Posted Nov 30, 2009 18:50 UTC (Mon) by rfunk (subscriber, #4054) [Link]

"I'd even run the desktop if it supported Xinerama again."

There are certainly different definitions of "support", but I'm running KDE
4.3.3 (er, KDE Plasma Desktop from KDE SC 4.3.3) on Kubuntu Karmic, and
Xinerama is working just fine. New windows/dialogs don't cross the screen
boundary, nor does maximizing.

OTOH, the KDE 3.5.10 installation I still have at home doesn't seem very
Xinerama-aware.

Repositioning the KDE Brand (KDE.News)

Posted Dec 3, 2009 20:22 UTC (Thu) by brianomahoney (subscriber, #6206) [Link]

As someone who has just spent several days struggeling to get KDE 4.3 working as well as 3.5xx did I can tell you that:

1. If Gnome was not worse I would use that:

2. Getting a good bug tracking/wiki/doc system in place is __far_more__ important than "Re-branding" leave that to M$ and Tiger Woods!

3. Most of us care about solidly working functionality, that is well documented or we can Google for, not __idiots__ waxing lyrical about the beauty of the UI. The American phrase "Lippenstift auf einem Schwein" needs to be taken to heart by many KDE devs.

=== If you can't configure KMAIL without a pain something is broken, eg signature files, (No complaint if not findable)

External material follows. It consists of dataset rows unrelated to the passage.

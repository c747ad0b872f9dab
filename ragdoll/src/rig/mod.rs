//! # Ragdoll Rig
//!
//! 把声明式的部件树装配成一组刚体和关节约束，并管理指针抓取。
//!
//! ## 核心概念
//!
//! - **配置 (Config)**: 部件形状、质量、颜色、初始位置，以及关节锚点和角度限制
//! - **拓扑 (Topology)**: 显式的部件树，父子关系只由树的形状决定
//! - **装配 (Assembly)**: 深度优先、先父后子地创建刚体和关节，全有或全无
//! - **抓取 (Grab)**: 每个部件一个预先创建、默认禁用的点对点约束，
//!   由指针事件启用/禁用
//!
//! 物理求解本身由 [`PhysicsEngine`] 协作者负责。
//!
//! ## 使用示例
//!
//! ```rust,ignore
//! let (config, topology) = create_humanoid(&RagdollParams::default());
//! let mut rig = assemble(&mut engine, &config, &topology)?;
//!
//! // 指针事件
//! rig.grab_mut().handle_pointer(&mut engine, "head", PointerId::Mouse, PointerEvent::Down)?;
//!
//! // 每帧
//! rig.grab_mut().track_cursor(&mut engine, cursor_world_position);
//! ```

pub mod assembler;
pub mod com;
pub mod config;
pub mod engine;
pub mod error;
pub mod factory;
pub mod grab;
pub mod joint;
pub mod topology;

// Re-export commonly used types
pub use assembler::{assemble, Rig, RigPart};
pub use com::rig_center_of_mass;
pub use config::{AngularLimits, BodyPartSpec, JointSpec, RigConfig};
pub use engine::{
    BodyDesc, BodyKind, BodyPose, BodyShape, ConeTwistDesc, ConstraintHandle, PhysicsEngine,
    RigidBodyHandle,
};
pub use error::{ConfigError, RigError, RigResult};
pub use grab::{GrabState, PointerEvent};
pub use topology::{RigNode, RigTopology};
//! # 部件工厂
//!
//! 把一条 [`BodyPartSpec`] 变成引擎中的一个盒状刚体

use super::config::BodyPartSpec;
use super::engine::{BodyDesc, BodyKind, BodyShape, PhysicsEngine, RigidBodyHandle};
use super::error::RigResult;
use bevy::math::Vec3;

/// 部件线性阻尼，抑制关节链的失控振荡
pub const LINEAR_DAMPING: f32 = 0.9;

/// 光标刚体在第一次更新前停放的位置（远离场景）
pub const CURSOR_PARK_POSITION: Vec3 = Vec3::new(0.0, 0.0, 10000.0);

/// 为部件创建动力学盒状刚体
///
/// 规格的合法性已在 [`RigConfig::validate`](super::config::RigConfig::validate) 中检查过
pub fn create_body(engine: &mut impl PhysicsEngine, spec: &BodyPartSpec) -> RigResult<RigidBodyHandle> {
    let desc = BodyDesc {
        shape: BodyShape::Cuboid {
            half_extents: spec.half_extents,
        },
        kind: BodyKind::Dynamic,
        mass: spec.mass,
        position: spec.rest_position,
        linear_damping: LINEAR_DAMPING,
    };
    engine.create_rigid_body(&desc)
}

/// 创建光标刚体
///
/// 运动学刚体：无质量、不受重力、不参与碰撞，位置由代码每帧直接写入
pub fn create_cursor(engine: &mut impl PhysicsEngine) -> RigResult<RigidBodyHandle> {
    let desc = BodyDesc {
        shape: BodyShape::None,
        kind: BodyKind::Kinematic,
        mass: 0.0,
        position: CURSOR_PARK_POSITION,
        linear_damping: 0.0,
    };
    engine.create_rigid_body(&desc)
}
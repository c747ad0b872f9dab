//! # 物理引擎协作接口
//!
//! 布娃娃核心只通过 [`PhysicsEngine`] 请求创建刚体/约束、启用/禁用约束
//! 和读取姿态；所有句柄的底层对象归引擎所有。

use super::error::RigResult;
use bevy::math::{Quat, Vec3};
use std::fmt;

/// 刚体句柄（由引擎签发）
#[derive(Debug, Clone, Copy, PartialEq, Eq, Hash, PartialOrd, Ord)]
pub struct RigidBodyHandle(pub u32);

/// 约束句柄（由引擎签发）
#[derive(Debug, Clone, Copy, PartialEq, Eq, Hash, PartialOrd, Ord)]
pub struct ConstraintHandle(pub u32);

impl fmt::Display for RigidBodyHandle {
    fn fmt(&self, f: &mut fmt::Formatter<'_>) -> fmt::Result {
        write!(f, "body#{}", self.0)
    }
}

impl fmt::Display for ConstraintHandle {
    fn fmt(&self, f: &mut fmt::Formatter<'_>) -> fmt::Result {
        write!(f, "constraint#{}", self.0)
    }
}

/// 碰撞形状
#[derive(Debug, Clone, Copy, PartialEq)]
pub enum BodyShape {
    /// 盒子，参数为半尺寸
    Cuboid { half_extents: Vec3 },
    /// 不参与碰撞的刚体（例如光标）
    None,
}

/// 刚体运动类型
#[derive(Debug, Clone, Copy, PartialEq, Eq)]
pub enum BodyKind {
    /// 由求解器积分
    Dynamic,
    /// 由代码直接设置位置，不受重力影响
    Kinematic,
    /// 固定不动
    Static,
}

/// 刚体创建参数
#[derive(Debug, Clone, Copy, PartialEq)]
pub struct BodyDesc {
    pub shape: BodyShape,
    pub kind: BodyKind,
    pub mass: f32,
    pub position: Vec3,
    pub linear_damping: f32,
}

/// 锥形-扭转约束参数
///
/// 锚点和扭转轴分别位于两个刚体各自的局部坐标系中
#[derive(Debug, Clone, Copy, PartialEq)]
pub struct ConeTwistDesc {
    pub pivot_a: Vec3,
    pub pivot_b: Vec3,
    pub axis_a: Vec3,
    pub axis_b: Vec3,
    pub cone_limit: f32,
    pub twist_limit: f32,
}

/// 刚体姿态（世界坐标系）
#[derive(Debug, Clone, Copy, PartialEq)]
pub struct BodyPose {
    pub position: Vec3,
    pub rotation: Quat,
}

/// 物理引擎协作者
///
/// ## 约定
/// - 点对点约束创建时处于禁用状态
/// - `enable` / `disable` 都是幂等的
/// - `set_position` 只对运动学刚体直接写位置
pub trait PhysicsEngine {
    /// 引擎是否可以接收注册请求
    fn is_ready(&self) -> bool {
        true
    }

    fn create_rigid_body(&mut self, desc: &BodyDesc) -> RigResult<RigidBodyHandle>;

    fn create_cone_twist_constraint(
        &mut self,
        body_a: RigidBodyHandle,
        body_b: RigidBodyHandle,
        desc: &ConeTwistDesc,
    ) -> RigResult<ConstraintHandle>;

    /// 创建点对点约束（初始禁用）
    fn create_point_to_point_constraint(
        &mut self,
        body_a: RigidBodyHandle,
        body_b: RigidBodyHandle,
        pivot_a: Vec3,
        pivot_b: Vec3,
    ) -> RigResult<ConstraintHandle>;

    fn enable(&mut self, constraint: ConstraintHandle);

    fn disable(&mut self, constraint: ConstraintHandle);

    fn is_enabled(&self, constraint: ConstraintHandle) -> bool;

    fn set_position(&mut self, body: RigidBodyHandle, position: Vec3);

    fn body_pose(&self, body: RigidBodyHandle) -> Option<BodyPose>;

    fn remove_constraint(&mut self, constraint: ConstraintHandle);

    fn remove_rigid_body(&mut self, body: RigidBodyHandle);
}

/// 测试用的记录型引擎
///
/// 不做任何物理计算，只记录注册的对象和启用状态
#[cfg(test)]
pub mod testing {
    use super::*;
    use crate::rig::error::RigError;
    use std::collections::BTreeMap;

    #[derive(Debug, Clone, PartialEq)]
    pub enum ConstraintKind {
        ConeTwist(ConeTwistDesc),
        PointToPoint,
    }

    #[derive(Debug, Clone)]
    pub struct RecordedConstraint {
        pub kind: ConstraintKind,
        pub bodies: (RigidBodyHandle, RigidBodyHandle),
        pub enabled: bool,
    }

    #[derive(Debug, Default)]
    pub struct RecordingEngine {
        pub bodies: BTreeMap<RigidBodyHandle, BodyDesc>,
        pub constraints: BTreeMap<ConstraintHandle, RecordedConstraint>,
        /// 每次真正改变启用状态的调用都会记一次
        pub toggles: usize,
        /// 创建这么多刚体之后开始报告引擎不可用
        pub fail_after_bodies: Option<usize>,
        pub offline: bool,
        next_id: u32,
    }

    impl RecordingEngine {
        pub fn new() -> Self {
            Self::default()
        }

        pub fn enabled_count(&self) -> usize {
            self.constraints.values().filter(|c| c.enabled).count()
        }

        pub fn cone_twist_count(&self) -> usize {
            self.constraints
                .values()
                .filter(|c| matches!(c.kind, ConstraintKind::ConeTwist(_)))
                .count()
        }

        fn next_id(&mut self) -> u32 {
            self.next_id += 1;
            self.next_id
        }

        fn check_body(&self, body: RigidBodyHandle) -> RigResult<()> {
            if self.bodies.contains_key(&body) {
                Ok(())
            } else {
                Err(RigError::UnknownHandle(body.to_string()))
            }
        }
    }

    impl PhysicsEngine for RecordingEngine {
        fn is_ready(&self) -> bool {
            !self.offline
        }

        fn create_rigid_body(&mut self, desc: &BodyDesc) -> RigResult<RigidBodyHandle> {
            if let Some(limit) = self.fail_after_bodies {
                if self.bodies.len() >= limit {
                    return Err(RigError::EngineUnavailable {
                        reason: "body budget exhausted".to_string(),
                    });
                }
            }
            let handle = RigidBodyHandle(self.next_id());
            self.bodies.insert(handle, *desc);
            Ok(handle)
        }

        fn create_cone_twist_constraint(
            &mut self,
            body_a: RigidBodyHandle,
            body_b: RigidBodyHandle,
            desc: &ConeTwistDesc,
        ) -> RigResult<ConstraintHandle> {
            self.check_body(body_a)?;
            self.check_body(body_b)?;
            let handle = ConstraintHandle(self.next_id());
            self.constraints.insert(
                handle,
                RecordedConstraint {
                    kind: ConstraintKind::ConeTwist(*desc),
                    bodies: (body_a, body_b),
                    enabled: true,
                },
            );
            Ok(handle)
        }

        fn create_point_to_point_constraint(
            &mut self,
            body_a: RigidBodyHandle,
            body_b: RigidBodyHandle,
            _pivot_a: Vec3,
            _pivot_b: Vec3,
        ) -> RigResult<ConstraintHandle> {
            self.check_body(body_a)?;
            self.check_body(body_b)?;
            let handle = ConstraintHandle(self.next_id());
            self.constraints.insert(
                handle,
                RecordedConstraint {
                    kind: ConstraintKind::PointToPoint,
                    bodies: (body_a, body_b),
                    enabled: false,
                },
            );
            Ok(handle)
        }

        fn enable(&mut self, constraint: ConstraintHandle) {
            if let Some(c) = self.constraints.get_mut(&constraint) {
                if !c.enabled {
                    c.enabled = true;
                    self.toggles += 1;
                }
            }
        }

        fn disable(&mut self, constraint: ConstraintHandle) {
            if let Some(c) = self.constraints.get_mut(&constraint) {
                if c.enabled {
                    c.enabled = false;
                    self.toggles += 1;
                }
            }
        }

        fn is_enabled(&self, constraint: ConstraintHandle) -> bool {
            self.constraints
                .get(&constraint)
                .map(|c| c.enabled)
                .unwrap_or(false)
        }

        fn set_position(&mut self, body: RigidBodyHandle, position: Vec3) {
            if let Some(desc) = self.bodies.get_mut(&body) {
                desc.position = position;
            }
        }

        fn body_pose(&self, body: RigidBodyHandle) -> Option<BodyPose> {
            self.bodies.get(&body).map(|desc| BodyPose {
                position: desc.position,
                rotation: Quat::IDENTITY,
            })
        }

        fn remove_constraint(&mut self, constraint: ConstraintHandle) {
            self.constraints.remove(&constraint);
        }

        fn remove_rigid_body(&mut self, body: RigidBodyHandle) {
            self.bodies.remove(&body);
            self.constraints
                .retain(|_, c| c.bodies.0 != body && c.bodies.1 != body);
        }
    }
}
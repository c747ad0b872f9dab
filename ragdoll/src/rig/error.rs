//! # 错误类型
//!
//! 装配与交互过程中可能出现的错误

use bevy::math::Vec3;
use thiserror::Error;

/// 配置错误
///
/// 在任何刚体注册到物理引擎之前由校验阶段发现
#[derive(Debug, Clone, PartialEq, Error)]
pub enum ConfigError {
    /// 拓扑节点引用了不存在的部件
    #[error("missing body part spec: {0}")]
    MissingBodyPart(String),

    /// 拓扑边引用了不存在的关节，或非根节点没有关节
    #[error("missing joint spec: {0}")]
    MissingJoint(String),

    /// 根节点不应携带关节
    #[error("root part {part} must not carry a joint (found {joint})")]
    UnexpectedRootJoint { part: String, joint: String },

    /// 同一部件在拓扑中出现多次
    #[error("body part {0} appears more than once in the topology")]
    DuplicatePart(String),

    /// 同一关节被多条边引用
    #[error("joint {0} is used by more than one edge")]
    DuplicateJoint(String),

    /// 形状尺寸非法（非正或非有限值）
    #[error("invalid shape for {name}: half extents {half_extents}")]
    InvalidShape { name: String, half_extents: Vec3 },

    /// 质量非法（负数、非有限值，或布娃娃部件为静态）
    #[error("invalid mass for {name}: {mass} (ragdoll parts need mass > 0)")]
    InvalidMass { name: String, mass: f32 },

    /// 关节角度限制非法
    #[error("invalid angular limits for joint {name}: cone {cone}, twist {twist}")]
    InvalidJointLimits { name: String, cone: f32, twist: f32 },
}

/// 布娃娃装配/交互错误
#[derive(Debug, Clone, PartialEq, Error)]
pub enum RigError {
    /// 配置错误，装配直接失败
    #[error("configuration error: {0}")]
    Configuration(#[from] ConfigError),

    /// 物理引擎未就绪
    #[error("physics engine unavailable: {reason}")]
    EngineUnavailable { reason: String },

    /// 交互时引用了不属于该rig的部件
    #[error("unknown rig part: {0}")]
    UnknownPart(String),

    /// 引擎不认识的句柄
    #[error("unknown engine handle: {0}")]
    UnknownHandle(String),
}

/// Result type for rig operations.
pub type RigResult<T> = std::result::Result<T, RigError>;

#[cfg(test)]
mod tests {
    use super::*;

    #[test]
    fn test_error_display() {
        let err = RigError::from(ConfigError::MissingBodyPart("tail".to_string()));
        assert_eq!(
            format!("{err}"),
            "configuration error: missing body part spec: tail"
        );

        let err = RigError::EngineUnavailable {
            reason: "world not created".to_string(),
        };
        assert!(format!("{err}").contains("world not created"));

        let err = ConfigError::InvalidMass {
            name: "head".to_string(),
            mass: -1.0,
        };
        assert!(format!("{err}").contains("-1"));
    }
}
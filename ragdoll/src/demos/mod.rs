//! # 演示程序模块
//!
//! 包含布娃娃配置生成器

pub mod humanoid;

pub use humanoid::{create_humanoid, RagdollParams};
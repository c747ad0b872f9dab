//! # Ragdoll
//!
//! 可用鼠标拖拽的人形布娃娃
//!
//! 布娃娃由11个盒状刚体和10个锥形-扭转关节组成，在重力作用下落到地面上；
//! 按住任意部件即可通过光标约束拖动它。
//!
//! ## 模块组织
//!
//! - `rig`: 布娃娃装配与抓取状态机
//! - `demos`: 人形配置生成器
//! - `world`: rapier物理后端和仿真参数
//! - `main`: Bevy渲染、指针输入和主循环

mod demos;
mod rig;
mod world;

use bevy::picking::mesh_picking::MeshPickingPlugin;
use bevy::picking::pointer::PointerId;
use bevy::prelude::*;
use bevy::window::PrimaryWindow;
use demos::{create_humanoid, RagdollParams};
use rig::{assemble, rig_center_of_mass, PhysicsEngine, PointerEvent, Rig, RigidBodyHandle};
use world::{create_ground, PhysicsSettings, RapierEngine};

/// 正交相机缩放（每个世界单位对应的像素数）
const CAMERA_ZOOM: f32 = 25.0;
/// 每隔多少个物理步打印一次状态
const STATUS_INTERVAL: u64 = 600;

/// 物理场景资源
#[derive(Resource)]
struct RagdollScene {
    engine: RapierEngine,
    rig: Rig,
    settings: PhysicsSettings,
    steps: u64,
}

/// 部件可视化组件
#[derive(Component)]
struct LimbVisual {
    part: String,
    body: RigidBodyHandle,
}

/// 光标可视化组件
#[derive(Component)]
struct CursorVisual;

fn main() {
    App::new()
        .add_plugins((
            DefaultPlugins.set(WindowPlugin {
                primary_window: Some(Window {
                    title: "Ragdoll - drag a limb with the mouse".to_string(),
                    resolution: (1280.0, 720.0).into(),
                    ..default()
                }),
                ..default()
            }),
            MeshPickingPlugin,
        ))
        .insert_resource(ClearColor(Color::srgb_u8(0x17, 0x17, 0x20)))
        .insert_resource(AmbientLight {
            brightness: 200.0,
            ..default()
        })
        .add_systems(Startup, setup)
        .add_systems(
            Update,
            (track_cursor, release_on_button_up, physics_step, update_visuals)
                .chain()
                .run_if(resource_exists::<RagdollScene>),
        )
        .add_systems(Last, teardown_on_exit)
        .run();
}

/// 初始化场景
fn setup(
    mut commands: Commands,
    mut meshes: ResMut<Assets<Mesh>>,
    mut materials: ResMut<Assets<StandardMaterial>>,
    mut exit: EventWriter<AppExit>,
) {
    let settings = PhysicsSettings::default();
    let mut engine = RapierEngine::new(&settings);

    let (config, topology) = create_humanoid(&RagdollParams::default());
    let rig = match create_ground(&mut engine, settings.ground_height)
        .and_then(|_| assemble(&mut engine, &config, &topology))
    {
        Ok(rig) => rig,
        Err(err) => {
            error!("failed to build ragdoll scene: {err}");
            exit.send(AppExit::error());
            return;
        }
    };

    // 每个部件一个盒子网格，挂上指针观察者
    for part in rig.parts() {
        let spec = &config.shapes[&part.name];
        let material = materials.add(StandardMaterial {
            base_color: spec.color.into(),
            perceptual_roughness: 0.6,
            ..default()
        });

        commands
            .spawn((
                Mesh3d(meshes.add(Cuboid::from_size(spec.size()))),
                MeshMaterial3d(material),
                Transform::from_translation(spec.rest_position),
                LimbVisual {
                    part: part.name.clone(),
                    body: part.body,
                },
                Name::new(part.name.clone()),
            ))
            .observe(on_limb_down)
            .observe(on_limb_up)
            .observe(on_limb_out);
    }

    // 光标可视化（小球）
    commands.spawn((
        Mesh3d(meshes.add(Sphere::new(0.25))),
        MeshMaterial3d(materials.add(StandardMaterial {
            base_color: Color::WHITE,
            unlit: true,
            ..default()
        })),
        Transform::from_translation(rig.grab().cursor_target()),
        CursorVisual,
        PickingBehavior::IGNORE,
    ));

    // 地面
    commands.spawn((
        Mesh3d(meshes.add(Plane3d::default().mesh().size(1000.0, 1000.0))),
        MeshMaterial3d(materials.add(StandardMaterial {
            base_color: Color::srgb_u8(0x17, 0x17, 0x20),
            ..default()
        })),
        Transform::from_xyz(0.0, settings.ground_height, 0.0),
        PickingBehavior::IGNORE,
    ));

    // 添加光照
    commands.spawn((
        DirectionalLight {
            illuminance: 8000.0,
            shadows_enabled: true,
            ..default()
        },
        Transform::from_xyz(15.0, 15.0, 15.0).looking_at(Vec3::ZERO, Dir3::Y),
    ));

    commands.spawn((
        PointLight {
            color: Color::srgb(1.0, 0.0, 0.0),
            intensity: 1_000_000.0,
            ..default()
        },
        Transform::from_xyz(-10.0, -10.0, -10.0),
    ));

    // 正交相机
    commands.spawn((
        Camera3d::default(),
        Projection::Orthographic(OrthographicProjection {
            scale: 1.0 / CAMERA_ZOOM,
            ..OrthographicProjection::default_3d()
        }),
        Transform::from_xyz(-25.0, 20.0, 25.0).looking_at(Vec3::ZERO, Dir3::Y),
    ));

    info!("=== Ragdoll Simulation Started ===");
    info!("Control:");
    info!("  Left mouse: grab and drag a limb");

    commands.insert_resource(RagdollScene {
        engine,
        rig,
        settings,
        steps: 0,
    });
}

/// 把指针事件交给抓取状态机
fn route_pointer(scene: &mut RagdollScene, part: &str, pointer: PointerId, event: PointerEvent) {
    let RagdollScene { engine, rig, .. } = scene;
    if let Err(err) = rig.grab_mut().handle_pointer(engine, part, pointer, event) {
        warn!("ignored {event:?} on {part}: {err}");
    }
}

fn on_limb_down(
    mut trigger: Trigger<Pointer<Down>>,
    limbs: Query<&LimbVisual>,
    mut scene: ResMut<RagdollScene>,
) {
    trigger.propagate(false);
    if let Ok(limb) = limbs.get(trigger.entity()) {
        route_pointer(&mut scene, &limb.part, trigger.pointer_id, PointerEvent::Down);
    }
}

fn on_limb_up(
    trigger: Trigger<Pointer<Up>>,
    limbs: Query<&LimbVisual>,
    mut scene: ResMut<RagdollScene>,
) {
    if let Ok(limb) = limbs.get(trigger.entity()) {
        route_pointer(&mut scene, &limb.part, trigger.pointer_id, PointerEvent::Up);
    }
}

fn on_limb_out(
    trigger: Trigger<Pointer<Out>>,
    limbs: Query<&LimbVisual>,
    mut scene: ResMut<RagdollScene>,
) {
    if let Ok(limb) = limbs.get(trigger.entity()) {
        route_pointer(&mut scene, &limb.part, trigger.pointer_id, PointerEvent::Leave);
    }
}

/// 鼠标在任意位置抬起时释放被捕获的部件
fn release_on_button_up(buttons: Res<ButtonInput<MouseButton>>, mut scene: ResMut<RagdollScene>) {
    if !buttons.just_released(MouseButton::Left) {
        return;
    }
    let RagdollScene { engine, rig, .. } = &mut *scene;
    if let Some(part) = rig.grab_mut().release_pointer(engine, PointerId::Mouse) {
        debug!("released {part}");
    }
}

/// 把指针投影到 z=0 平面，写入光标刚体
fn track_cursor(
    windows: Query<&Window, With<PrimaryWindow>>,
    cameras: Query<(&Camera, &GlobalTransform)>,
    mut scene: ResMut<RagdollScene>,
) {
    let Ok(window) = windows.get_single() else {
        return;
    };
    let Some(cursor_position) = window.cursor_position() else {
        return;
    };
    let Ok((camera, camera_transform)) = cameras.get_single() else {
        return;
    };
    let Ok(ray) = camera.viewport_to_world(camera_transform, cursor_position) else {
        return;
    };
    let Some(distance) = ray.intersect_plane(Vec3::ZERO, InfinitePlane3d::new(Vec3::Z)) else {
        return;
    };

    let target = ray.get_point(distance);
    let RagdollScene { engine, rig, .. } = &mut *scene;
    rig.grab_mut().track_cursor(engine, target);
}

/// 物理仿真步进
fn physics_step(mut scene: ResMut<RagdollScene>) {
    for _ in 0..scene.settings.substeps {
        scene.engine.step();
        scene.steps += 1;

        // 定期打印调试信息
        if scene.steps % STATUS_INTERVAL == 0 {
            let com = rig_center_of_mass(&scene.engine, &scene.rig);
            let swing = scene.rig.joint_swing(&scene.engine, "pelvis");
            if let (Some(com), Some(swing)) = (com, swing) {
                info!(
                    "Time: {:.2}s | COM y: {:.3} | spine swing: {:.3} rad ({:.1}°) | grabbed: {:?}",
                    scene.engine.time(),
                    com.y,
                    swing,
                    swing.to_degrees(),
                    scene.rig.grab().grabbed()
                );
            }
        }
    }
}

/// 更新可视化
fn update_visuals(
    scene: Res<RagdollScene>,
    mut limbs: Query<(&mut Transform, &LimbVisual), Without<CursorVisual>>,
    mut cursor: Query<&mut Transform, With<CursorVisual>>,
) {
    for (mut transform, limb) in limbs.iter_mut() {
        // 从物理引擎同步位置和姿态
        if let Some(pose) = scene.engine.body_pose(limb.body) {
            transform.translation = pose.position;
            transform.rotation = pose.rotation;
        }
    }

    if let Ok(mut transform) = cursor.get_single_mut() {
        transform.translation = scene.rig.grab().cursor_target();
    }
}

/// 退出时拆除布娃娃
fn teardown_on_exit(world: &mut World) {
    if world.resource::<Events<AppExit>>().is_empty() {
        return;
    }
    if let Some(RagdollScene {
        mut engine, rig, ..
    }) = world.remove_resource::<RagdollScene>()
    {
        rig.teardown(&mut engine);
    }
}
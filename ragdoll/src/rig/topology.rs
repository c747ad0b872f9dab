//! # 布娃娃拓扑
//!
//! 显式的部件树：每个非根节点通过唯一的一条边连接到父节点，
//! 边上携带该节点的关节名

/// 拓扑树节点
#[derive(Debug, Clone, PartialEq)]
pub struct RigNode {
    /// 部件名，对应 [`BodyPartSpec::name`](super::config::BodyPartSpec)
    pub part: String,
    /// 连接父节点的关节名（根节点为 `None`）
    pub joint: Option<String>,
    pub children: Vec<RigNode>,
}

impl RigNode {
    /// 创建根节点
    pub fn root(part: &str) -> Self {
        Self {
            part: part.to_string(),
            joint: None,
            children: Vec::new(),
        }
    }

    /// 创建通过 `joint` 挂到父节点上的节点
    pub fn new(part: &str, joint: &str) -> Self {
        Self {
            part: part.to_string(),
            joint: Some(joint.to_string()),
            children: Vec::new(),
        }
    }

    pub fn with_child(mut self, child: RigNode) -> Self {
        self.children.push(child);
        self
    }
}

/// 一条父子边
#[derive(Debug, Clone, Copy, PartialEq, Eq)]
pub struct RigEdge<'a> {
    pub parent: &'a str,
    pub child: &'a str,
    pub joint: Option<&'a str>,
}

/// 部件拓扑
#[derive(Debug, Clone, PartialEq)]
pub struct RigTopology {
    root: RigNode,
}

impl RigTopology {
    pub fn new(root: RigNode) -> Self {
        Self { root }
    }

    pub fn root(&self) -> &RigNode {
        &self.root
    }

    /// 深度优先（先父后子）访问所有节点
    ///
    /// 回调参数为 `(节点, 父节点部件名)`
    pub fn walk<'a>(&'a self, mut visit: impl FnMut(&'a RigNode, Option<&'a str>)) {
        fn recurse<'a>(
            node: &'a RigNode,
            parent: Option<&'a str>,
            visit: &mut impl FnMut(&'a RigNode, Option<&'a str>),
        ) {
            visit(node, parent);
            for child in &node.children {
                recurse(child, Some(node.part.as_str()), visit);
            }
        }
        recurse(&self.root, None, &mut visit);
    }

    /// 深度优先顺序的部件名
    pub fn parts(&self) -> Vec<&str> {
        let mut parts = Vec::new();
        self.walk(|node, _| parts.push(node.part.as_str()));
        parts
    }

    /// 所有父子边，每个非根节点一条
    pub fn edges(&self) -> Vec<RigEdge<'_>> {
        let mut edges = Vec::new();
        self.walk(|node, parent| {
            if let Some(parent) = parent {
                edges.push(RigEdge {
                    parent,
                    child: &node.part,
                    joint: node.joint.as_deref(),
                });
            }
        });
        edges
    }
}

=== Bluetooth (binding aka verbindung) not English "pairing" an dosn't work on SuSE 11.2 install (you neet to run an agent eg simple-agent, by hand to get the agent registered with Dbus, and may need to tune the Dbus service names.

KDE 4.3x Plasma Desktop is quite nice, but triggers false frees in the Plasma Desktop executable which means that you have to turn off glibc checking while it starts up (to avoid aborts from the false free code), and this hides a memory leak that slows the desktop down after several days.

Having it look like Vista/Win7 isn't important to me, __NOT__ having it __BE__ like Win *, eg undocumented, buggy and in-secure is.

The KDE devs need to get their head out their ass!